Романов часто встречался с Рубцовым. Встречался всегда радостно и охотно, ибо видел в нем не соперника, а собрата по поэтическому горению. В то же время Романова огорчало, что живет Рубцов хуже, чем надо. И одет-то он бедновато. И с семьей не пойми чего. Да и денег, наверное, нет. Правда, внешне Рубцов не показывал виду, что испытывает нужду. Неудобно было ему и просить у Романова трешник, чтоб купить на него хоть какую-нибудь еду. Потому, приходя к нему на квартиру, садился стеснительно на диван, доставал записную книжечку и писал:

«Александру Александровичу Романову

ЗАЯВЛЕНИЕ

Прошу, если это возможно, одолжить мне, Николаю Михайловичу

Рубцову, три рубля. С обязательным возвращением.

Н. Рубцов».

Романов, естественно, понимал, что Рубцову сказать вслух о трешнике было до невозможности неудобно. И, само собой, чем мог, выручал. И за стол уговаривал сесть. И расспрашивал о делах. Словом, очень старался, чтобы Рубцов поотмяк.

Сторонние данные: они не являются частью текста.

// ABOUTME: Test support utilities.
// ABOUTME: Provides tracing setup, an in-process target, a caller client and a bastion harness.

use std::sync::Once;

// Each test binary only uses some of these modules, so allow dead_code.
#[allow(dead_code)]
pub mod bastion;
#[allow(dead_code)]
pub mod caller;
#[allow(dead_code)]
pub mod target;

static TRACING_INIT: Once = Once::new();

/// Initialize tracing for tests. Safe to call multiple times.
#[allow(dead_code)]
pub fn init_tracing() {
    TRACING_INIT.call_once(|| {
        use tracing_subscriber::EnvFilter;
        let filter = EnvFilter::from_default_env()
            .add_directive("jumpgate=debug".parse().unwrap())
            .add_directive("russh=info".parse().unwrap());
        tracing_subscriber::fmt()
            .with_env_filter(filter)
            .with_test_writer()
            .try_init()
            .ok();
    });
}
// ABOUTME: Configuration types and parsing for jumpgate.yml.
// ABOUTME: Handles YAML parsing, defaults, discovery and path resolution.

mod init;
mod outbound;

pub use init::init_config;
pub use outbound::OutboundConfig;

use crate::error::{Error, Result};
use serde::Deserialize;
use std::net::SocketAddr;
use std::path::{Path, PathBuf};
use std::time::Duration;

pub const CONFIG_FILENAME: &str = "jumpgate.yml";
pub const CONFIG_FILENAME_ALT: &str = "jumpgate.yaml";
pub const CONFIG_FILENAME_DIR: &str = ".jumpgate/config.yml";

#[derive(Debug, Clone, Deserialize)]
#[serde(deny_unknown_fields)]
pub struct Config {
    #[serde(default = "default_listen", deserialize_with = "deserialize_listen")]
    pub listen: SocketAddr,

    /// Bastion host key, generated on first start when missing.
    #[serde(default = "default_host_key")]
    pub host_key: PathBuf,

    /// Credentials file with passwords, pinned host keys and the access list.
    pub credentials: PathBuf,

    #[serde(default = "default_inactivity_timeout", with = "humantime_serde")]
    pub inactivity_timeout: Duration,

    #[serde(default = "default_auth_rejection_time", with = "humantime_serde")]
    pub auth_rejection_time: Duration,

    #[serde(default)]
    pub outbound: OutboundConfig,
}

fn default_listen() -> SocketAddr {
    SocketAddr::from(([0, 0, 0, 0], 2222))
}

fn default_host_key() -> PathBuf {
    PathBuf::from("jumpgate_host_ed25519")
}

fn default_inactivity_timeout() -> Duration {
    Duration::from_secs(600)
}

fn default_auth_rejection_time() -> Duration {
    Duration::from_secs(1)
}

impl Config {
    pub fn from_yaml(yaml: &str) -> Result<Self> {
        serde_yaml::from_str(yaml).map_err(Error::from)
    }

    /// Load a config file; relative paths inside it are taken relative to
    /// the file's directory.
    pub fn load(path: &Path) -> Result<Self> {
        let content = std::fs::read_to_string(path)?;
        let config = Self::from_yaml(&content)?;
        match path.parent() {
            Some(base) => Ok(config.relative_to(base)),
            None => Ok(config),
        }
    }

    pub fn discover(dir: &Path) -> Result<Self> {
        let candidates = [
            dir.join(CONFIG_FILENAME),
            dir.join(CONFIG_FILENAME_ALT),
            dir.join(CONFIG_FILENAME_DIR),
        ];

        for path in &candidates {
            if path.exists() {
                return Self::load(path);
            }
        }

        Err(Error::ConfigNotFound(dir.to_path_buf()))
    }

    fn relative_to(mut self, base: &Path) -> Self {
        if self.host_key.is_relative() {
            self.host_key = base.join(&self.host_key);
        }
        if self.credentials.is_relative() {
            self.credentials = base.join(&self.credentials);
        }
        self
    }

    pub fn template() -> Self {
        Config {
            listen: default_listen(),
            host_key: default_host_key(),
            credentials: PathBuf::from("credentials.yml"),
            inactivity_timeout: default_inactivity_timeout(),
            auth_rejection_time: default_auth_rejection_time(),
            outbound: OutboundConfig::default(),
        }
    }
}

fn deserialize_listen<'de, D>(deserializer: D) -> std::result::Result<SocketAddr, D::Error>
where
    D: serde::Deserializer<'de>,
{
    let s = String::deserialize(deserializer)?;
    s.parse()
        .map_err(|_| serde::de::Error::custom(format!("invalid listen address: {s}")))
}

Рубцов и Романов часто встречались в редакции «Вологодского

комсомольца». Сядут за маленький столик. Шахматы перед ними. Вроде, играют, однако фигурки стоят на доске и стоят, не трогаясь с места. А игроки оживленно глядят друг другу в глаза и ведут разговор. Сколько было таких разговоров! Кто их записывал? Или запомнил? Обычно в той комнате за тремя двухтумбовыми столами сидели сотрудники двух отделов. Я отвечал за сельскую жизнь. И если не был в командировке, то тоже сидел за столом. И слушал умные разговоры. Один из них все-таки вкратце запомнил.

В комнату из соседней, где был идеологический отдел, вдруг

вбежал, сверкая единственным глазом, Клим Файнберг. Увидев

поэтов, воскликнул:

— Милые вы мои! Саша и Коля! Может быть, вы почитаете то, что написано здесь! Если одобрите, — будем печатать! — И, положив поверх шахмат исписанный мелким почерком лист, тотчас же исчез.

Первым листок прочитал Рубцов.

— Не стихи, а какая-то жидкость! — сказал он недоуменно. — И автор такой же, наверное, жидкий.

— Жидкое слово в поэзии, — вторил ему Романов, — ничего не дает ни уму, ни сердцу. Слово должно светиться!

— Или гореть, как молния под грозой! — прибавил Рубцов.

— Главное в слове, — закончил Романов, — должна отражаться не жизнь, а сок этой жизни…

Они оба умели чувствовать слово. Заурядность и серость была для обоих невыносима. И еще понимали они, что красоты поэзии можно было открыть везде, если их разглядеть через чуткое сердце. А если рядом сама природа?

О-о! Как они ее понимали! И принимали ее, ощущая в груди пробуждение нежности и восторга.

Как-то осенью, по морозцу, проходя окраиной Вологды (куда поэта только не занесет!), возле скромных домов с палисадами, где сгорали горячие георгины, Романов лоб в лоб столкнулся с Рубцовым.

— Ты откуда?

— От добрых людей!

— Ночевал, что ли, там?

— Ночевал.

— И куда?

— Сам не знаю.

— А как себя чувствуешь?

— Погляди! — Николай повернулся лицом к палисаднику, откуда навстречу ему, приподнявшись над клумбой, сияли побитые холодом георгины.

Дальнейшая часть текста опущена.